━━━ Excerpted data

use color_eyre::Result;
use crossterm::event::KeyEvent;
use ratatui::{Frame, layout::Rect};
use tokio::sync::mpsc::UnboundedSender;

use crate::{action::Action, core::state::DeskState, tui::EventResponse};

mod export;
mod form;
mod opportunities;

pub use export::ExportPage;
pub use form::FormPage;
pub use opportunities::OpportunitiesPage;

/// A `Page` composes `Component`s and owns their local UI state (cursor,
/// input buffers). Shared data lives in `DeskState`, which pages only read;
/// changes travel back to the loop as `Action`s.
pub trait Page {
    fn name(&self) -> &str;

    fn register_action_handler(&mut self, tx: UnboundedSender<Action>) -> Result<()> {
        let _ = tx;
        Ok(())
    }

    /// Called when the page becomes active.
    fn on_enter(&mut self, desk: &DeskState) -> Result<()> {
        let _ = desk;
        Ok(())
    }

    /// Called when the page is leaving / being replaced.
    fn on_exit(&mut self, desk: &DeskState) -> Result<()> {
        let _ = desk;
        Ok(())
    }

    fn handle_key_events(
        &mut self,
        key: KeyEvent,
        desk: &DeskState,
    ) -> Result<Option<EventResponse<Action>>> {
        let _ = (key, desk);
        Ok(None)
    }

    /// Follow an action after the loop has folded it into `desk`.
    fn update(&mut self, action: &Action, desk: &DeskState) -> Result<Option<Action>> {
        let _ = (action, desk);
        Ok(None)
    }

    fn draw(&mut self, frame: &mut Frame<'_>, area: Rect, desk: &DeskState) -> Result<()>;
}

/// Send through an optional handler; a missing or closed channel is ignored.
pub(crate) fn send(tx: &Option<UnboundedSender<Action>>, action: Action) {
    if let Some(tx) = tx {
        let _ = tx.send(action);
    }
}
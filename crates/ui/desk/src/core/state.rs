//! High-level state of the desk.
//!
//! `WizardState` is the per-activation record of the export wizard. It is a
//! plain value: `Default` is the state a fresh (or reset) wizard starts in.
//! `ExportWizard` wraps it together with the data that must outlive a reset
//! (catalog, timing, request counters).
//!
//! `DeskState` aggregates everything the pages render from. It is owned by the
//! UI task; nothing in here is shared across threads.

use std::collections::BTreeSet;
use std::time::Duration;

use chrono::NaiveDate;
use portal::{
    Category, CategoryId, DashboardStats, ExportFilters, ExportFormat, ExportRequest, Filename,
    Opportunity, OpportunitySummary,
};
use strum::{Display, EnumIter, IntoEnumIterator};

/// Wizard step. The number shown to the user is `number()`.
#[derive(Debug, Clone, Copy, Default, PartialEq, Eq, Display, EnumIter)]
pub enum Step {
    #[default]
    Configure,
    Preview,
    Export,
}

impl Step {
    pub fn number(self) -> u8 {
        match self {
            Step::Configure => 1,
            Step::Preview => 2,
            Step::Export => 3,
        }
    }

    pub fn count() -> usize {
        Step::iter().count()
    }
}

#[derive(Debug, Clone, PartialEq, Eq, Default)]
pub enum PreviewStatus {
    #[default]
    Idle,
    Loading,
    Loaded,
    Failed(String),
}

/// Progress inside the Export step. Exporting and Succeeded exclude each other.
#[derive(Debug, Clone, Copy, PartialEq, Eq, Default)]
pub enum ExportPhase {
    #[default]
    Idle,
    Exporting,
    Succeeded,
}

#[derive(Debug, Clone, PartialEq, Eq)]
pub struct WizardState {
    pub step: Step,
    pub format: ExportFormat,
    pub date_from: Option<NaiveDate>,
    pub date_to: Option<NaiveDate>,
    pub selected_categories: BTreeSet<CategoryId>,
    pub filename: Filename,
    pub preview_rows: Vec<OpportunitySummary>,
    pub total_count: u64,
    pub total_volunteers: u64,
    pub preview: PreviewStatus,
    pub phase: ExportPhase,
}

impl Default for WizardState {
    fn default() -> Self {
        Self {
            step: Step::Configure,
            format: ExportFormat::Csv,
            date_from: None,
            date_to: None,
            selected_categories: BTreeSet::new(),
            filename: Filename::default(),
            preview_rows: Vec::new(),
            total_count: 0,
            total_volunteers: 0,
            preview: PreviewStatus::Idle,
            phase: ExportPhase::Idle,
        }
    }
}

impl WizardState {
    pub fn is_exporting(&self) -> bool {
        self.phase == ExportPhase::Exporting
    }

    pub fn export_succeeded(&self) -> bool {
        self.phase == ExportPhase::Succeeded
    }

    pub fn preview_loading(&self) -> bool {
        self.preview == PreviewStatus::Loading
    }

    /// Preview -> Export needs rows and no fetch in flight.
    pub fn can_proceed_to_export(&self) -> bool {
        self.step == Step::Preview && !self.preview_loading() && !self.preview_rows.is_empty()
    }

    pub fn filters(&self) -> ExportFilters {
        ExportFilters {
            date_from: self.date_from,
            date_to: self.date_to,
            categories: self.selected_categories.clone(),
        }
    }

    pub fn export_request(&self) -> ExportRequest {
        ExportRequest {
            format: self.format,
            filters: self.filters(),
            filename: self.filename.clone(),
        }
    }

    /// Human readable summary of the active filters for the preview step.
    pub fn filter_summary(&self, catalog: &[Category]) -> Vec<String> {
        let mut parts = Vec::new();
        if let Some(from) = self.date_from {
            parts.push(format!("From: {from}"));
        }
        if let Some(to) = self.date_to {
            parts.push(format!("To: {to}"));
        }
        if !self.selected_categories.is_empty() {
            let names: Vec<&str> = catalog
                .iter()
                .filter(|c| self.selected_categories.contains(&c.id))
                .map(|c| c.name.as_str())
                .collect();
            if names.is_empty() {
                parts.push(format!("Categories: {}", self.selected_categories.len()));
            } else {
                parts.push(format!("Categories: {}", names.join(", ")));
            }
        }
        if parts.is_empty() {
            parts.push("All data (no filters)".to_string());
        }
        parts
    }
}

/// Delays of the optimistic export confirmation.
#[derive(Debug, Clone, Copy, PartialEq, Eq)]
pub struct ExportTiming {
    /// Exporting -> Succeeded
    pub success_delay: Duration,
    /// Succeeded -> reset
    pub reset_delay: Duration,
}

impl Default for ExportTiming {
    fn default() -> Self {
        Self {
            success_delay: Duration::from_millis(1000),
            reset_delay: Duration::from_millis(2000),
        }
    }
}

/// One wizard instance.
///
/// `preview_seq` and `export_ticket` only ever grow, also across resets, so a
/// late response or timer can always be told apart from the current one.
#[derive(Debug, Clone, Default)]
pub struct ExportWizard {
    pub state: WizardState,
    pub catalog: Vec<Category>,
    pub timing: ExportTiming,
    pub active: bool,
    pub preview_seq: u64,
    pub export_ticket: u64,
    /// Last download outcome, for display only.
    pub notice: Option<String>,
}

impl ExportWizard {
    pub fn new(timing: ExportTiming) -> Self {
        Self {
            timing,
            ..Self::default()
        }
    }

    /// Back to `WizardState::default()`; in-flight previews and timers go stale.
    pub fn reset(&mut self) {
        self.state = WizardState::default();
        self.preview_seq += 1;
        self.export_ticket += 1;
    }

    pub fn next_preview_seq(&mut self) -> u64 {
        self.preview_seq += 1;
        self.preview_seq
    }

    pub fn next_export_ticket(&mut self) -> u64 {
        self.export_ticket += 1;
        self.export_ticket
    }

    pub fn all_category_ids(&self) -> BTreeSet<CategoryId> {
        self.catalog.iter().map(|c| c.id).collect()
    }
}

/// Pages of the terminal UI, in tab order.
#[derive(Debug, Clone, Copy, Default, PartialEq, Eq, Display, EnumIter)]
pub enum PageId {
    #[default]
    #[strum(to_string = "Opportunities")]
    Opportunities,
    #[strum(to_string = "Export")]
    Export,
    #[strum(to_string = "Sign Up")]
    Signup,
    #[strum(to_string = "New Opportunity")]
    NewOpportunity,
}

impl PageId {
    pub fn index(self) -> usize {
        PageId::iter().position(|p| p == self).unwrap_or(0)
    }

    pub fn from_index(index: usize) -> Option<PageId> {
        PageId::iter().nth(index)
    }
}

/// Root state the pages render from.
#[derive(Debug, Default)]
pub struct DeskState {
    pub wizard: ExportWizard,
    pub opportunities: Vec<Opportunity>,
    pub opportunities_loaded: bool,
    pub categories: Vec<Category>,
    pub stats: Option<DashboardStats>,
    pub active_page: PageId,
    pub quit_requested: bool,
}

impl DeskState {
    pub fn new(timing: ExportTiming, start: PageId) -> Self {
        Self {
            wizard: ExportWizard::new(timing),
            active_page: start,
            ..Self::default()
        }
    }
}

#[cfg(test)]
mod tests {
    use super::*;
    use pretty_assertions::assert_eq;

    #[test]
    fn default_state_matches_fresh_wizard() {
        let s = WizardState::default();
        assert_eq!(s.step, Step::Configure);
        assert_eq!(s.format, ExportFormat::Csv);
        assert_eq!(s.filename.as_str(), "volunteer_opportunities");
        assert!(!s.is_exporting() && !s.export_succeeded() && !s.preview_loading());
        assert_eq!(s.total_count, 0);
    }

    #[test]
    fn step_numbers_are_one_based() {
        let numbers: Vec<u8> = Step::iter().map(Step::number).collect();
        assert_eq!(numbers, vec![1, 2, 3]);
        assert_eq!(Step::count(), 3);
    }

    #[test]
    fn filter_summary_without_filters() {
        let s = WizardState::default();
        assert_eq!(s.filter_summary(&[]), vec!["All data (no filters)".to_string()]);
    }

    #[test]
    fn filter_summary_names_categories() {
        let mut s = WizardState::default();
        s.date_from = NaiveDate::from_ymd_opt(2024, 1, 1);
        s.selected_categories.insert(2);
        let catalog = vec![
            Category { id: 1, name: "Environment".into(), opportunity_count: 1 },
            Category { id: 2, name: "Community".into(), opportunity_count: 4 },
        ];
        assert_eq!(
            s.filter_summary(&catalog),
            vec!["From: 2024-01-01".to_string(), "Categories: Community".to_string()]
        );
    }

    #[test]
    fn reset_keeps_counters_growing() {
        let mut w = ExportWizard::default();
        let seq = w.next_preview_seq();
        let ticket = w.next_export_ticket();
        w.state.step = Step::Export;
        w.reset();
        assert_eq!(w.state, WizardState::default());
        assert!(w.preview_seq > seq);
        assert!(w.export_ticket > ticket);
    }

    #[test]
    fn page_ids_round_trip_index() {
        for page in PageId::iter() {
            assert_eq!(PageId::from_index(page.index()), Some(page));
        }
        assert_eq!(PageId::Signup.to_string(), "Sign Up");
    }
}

━━━━━━

Exercise requirements
Every line above that includes the string "ExportRequest" needs to be copied.

Response to this exercise
    Category, CategoryId, DashboardStats, ExportFilters, ExportFormat, ExportRequest, Filename,
    pub fn export_request(&self) -> ExportRequest {
        ExportRequest {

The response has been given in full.